Keto Macro Goals Calculator
Like we said, the best way to work out your keto macro goals is to work with a nutritionist or trainer who knows you and the keto diet well! But if you’re curious to find out where might be a good place to start, there are lots of keto macro calculators available for free online! But again, none of them should be used in place of advice from a personalized and trained professional. Here are some of the general guidelines we found:
- Carbohydrates| In general, it’s recommended that you keep your carb intake to 5% or less of your total calories for the day. For most people, that will work out to be around 20g net carbs a day.
- Protein| Protein is usually best consumed in moderation on a keto diet. As a general rule, about 15-30% of your calories should be coming from proteins, depending on your activity level.

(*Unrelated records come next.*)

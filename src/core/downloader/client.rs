use std::path::PathBuf;
use std::sync::{Arc, Mutex};

use futures_util::stream::{self, StreamExt, TryStreamExt};
use tracing::{debug, info};

use crate::core::error::{LauncherError, LauncherResult};
use crate::core::remote::{archive_file_name, RemoteObjectStore, TransferProgress};
use crate::core::update::UpdatePhase;

pub const DEFAULT_CONCURRENCY: usize = 10;

/// One package archive to fetch.
#[derive(Debug, Clone)]
pub struct ArchiveDownload {
    pub package_id: String,
    pub object_key: String,
    pub dest: PathBuf,
}

impl ArchiveDownload {
    /// Target path `<dir>/<package id>/<archive name>`. Keys sharing a
    /// basename stay apart since package ids are unique.
    pub fn into_dir(package_id: &str, object_key: &str, dir: &std::path::Path) -> Self {
        let file_name = archive_file_name(object_key)
            .map(str::to_string)
            .unwrap_or_else(|| format!("{package_id}.zip"));
        Self {
            package_id: package_id.to_string(),
            object_key: object_key.to_string(),
            dest: dir.join(package_id).join(file_name),
        }
    }
}

/// Concurrent archive downloader on top of a `RemoteObjectStore`.
pub struct PackageDownloader {
    store: Arc<dyn RemoteObjectStore>,
    /// Maximum number of parallel transfers.
    concurrency: usize,
}

impl PackageDownloader {
    pub fn new(store: Arc<dyn RemoteObjectStore>) -> Self {
        Self {
            store,
            concurrency: DEFAULT_CONCURRENCY,
        }
    }

    pub fn with_concurrency(mut self, n: usize) -> Self {
        self.concurrency = n.max(1);
        self
    }

    // ── Batch concurrent downloads ──────────────────────

    /// Download every entry with at most `concurrency` transfers in flight.
    ///
    /// `on_progress` receives the mean completion of the batch in `[0, 1]`;
    /// entries with an unknown size count as zero until they finish. The
    /// first failure aborts the remaining transfers and is returned tagged
    /// with the package id.
    pub async fn download_batch(
        &self,
        entries: Vec<ArchiveDownload>,
        on_progress: &(dyn Fn(f64) + Send + Sync),
    ) -> LauncherResult<Vec<ArchiveDownload>> {
        info!(
            "Starting batch download: {} archives, concurrency={}",
            entries.len(),
            self.concurrency
        );
        if entries.is_empty() {
            on_progress(1.0);
            return Ok(entries);
        }

        let fractions = Mutex::new(vec![0.0f64; entries.len()]);
        let report = |slot: usize, fraction: f64| {
            if let Ok(mut fractions) = fractions.lock() {
                fractions[slot] = fraction;
                let total: f64 = fractions.iter().sum();
                on_progress(total / fractions.len() as f64);
            }
        };

        stream::iter(entries.into_iter().enumerate())
            .map(|(slot, entry)| {
                let report = &report;
                async move {
                    let on_transfer = move |progress: TransferProgress| {
                        if let Some(fraction) = progress.fraction() {
                            report(slot, fraction);
                        }
                    };
                    self.store
                        .download_to_file(&entry.object_key, &entry.dest, &on_transfer)
                        .await
                        .map_err(|e| e.in_phase(UpdatePhase::Downloading, Some(&entry.package_id)))?;
                    report(slot, 1.0);
                    debug!("Fetched {} -> {:?}", entry.object_key, entry.dest);
                    Ok::<_, LauncherError>(entry)
                }
            })
            .buffer_unordered(self.concurrency)
            .try_collect()
            .await
    }
}

#[cfg(test)]
mod tests {
    use super::*;
    use crate::core::remote::testing::MemoryObjectStore;

    #[tokio::test]
    async fn batch_downloads_every_archive_and_finishes_at_one() {
        let dir = tempfile::tempdir().unwrap();
        let store = MemoryObjectStore::default()
            .with_object("package/core.zip", vec![1u8; 64])
            .with_object("package/hud.zip", vec![2u8; 16]);
        let downloader = PackageDownloader::new(Arc::new(store)).with_concurrency(2);

        let seen = Mutex::new(Vec::new());
        let on_progress = |p: f64| seen.lock().unwrap().push(p);
        let done = downloader
            .download_batch(
                vec![
                    ArchiveDownload::into_dir("core", "package/core.zip", dir.path()),
                    ArchiveDownload::into_dir("hud", "package/hud.zip", dir.path()),
                ],
                &on_progress,
            )
            .await
            .unwrap();

        assert_eq!(done.len(), 2);
        assert!(dir.path().join("core/core.zip").is_file());
        assert!(dir.path().join("hud/hud.zip").is_file());
        let seen = seen.lock().unwrap();
        assert_eq!(seen.last().copied(), Some(1.0));
        assert!(seen.iter().all(|p| (0.0..=1.0).contains(p)));
    }

    #[tokio::test]
    async fn archives_sharing_a_basename_are_staged_apart() {
        let dir = tempfile::tempdir().unwrap();
        let store = MemoryObjectStore::default()
            .with_object("package/a/x.zip", vec![1u8; 32])
            .with_object("package/b/x.zip", vec![2u8; 8]);
        let downloader = PackageDownloader::new(Arc::new(store));

        let done = downloader
            .download_batch(
                vec![
                    ArchiveDownload::into_dir("alpha", "package/a/x.zip", dir.path()),
                    ArchiveDownload::into_dir("beta", "package/b/x.zip", dir.path()),
                ],
                &|_: f64| {},
            )
            .await
            .unwrap();

        assert_ne!(done[0].dest, done[1].dest);
        assert_eq!(std::fs::read(dir.path().join("alpha/x.zip")).unwrap(), vec![1u8; 32]);
        assert_eq!(std::fs::read(dir.path().join("beta/x.zip")).unwrap(), vec![2u8; 8]);
    }

    #[tokio::test]
    async fn missing_archive_fails_with_package_id() {
        let dir = tempfile::tempdir().unwrap();
        let downloader = PackageDownloader::new(Arc::new(MemoryObjectStore::default()));

        let err = downloader
            .download_batch(
                vec![ArchiveDownload::into_dir("core", "package/core.zip", dir.path())],
                &|_: f64| {},
            )
            .await
            .unwrap_err();

        assert_eq!(err.failed_package(), Some("core"));
        assert!(matches!(
            err,
            LauncherError::UpdateFailed {
                phase: UpdatePhase::Downloading,
                ..
            }
        ));
    }
}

- Fats| Fats will make up the largest part of your keto macro goals on a keto diet. Most people recommend getting about 60-75% of your daily calories from healthy fats like fish, avocado, and nuts and seeds! But indulging in a little bacon from time to time sure won’t hurt!
This is just some Keto Macro Goals 101. There’s a whole world of information out there on how to optimize your macros! We highly recommend falling down the rabbit hole! Do your own research, talk to a professional, and get ready to take your keto to a whole new level!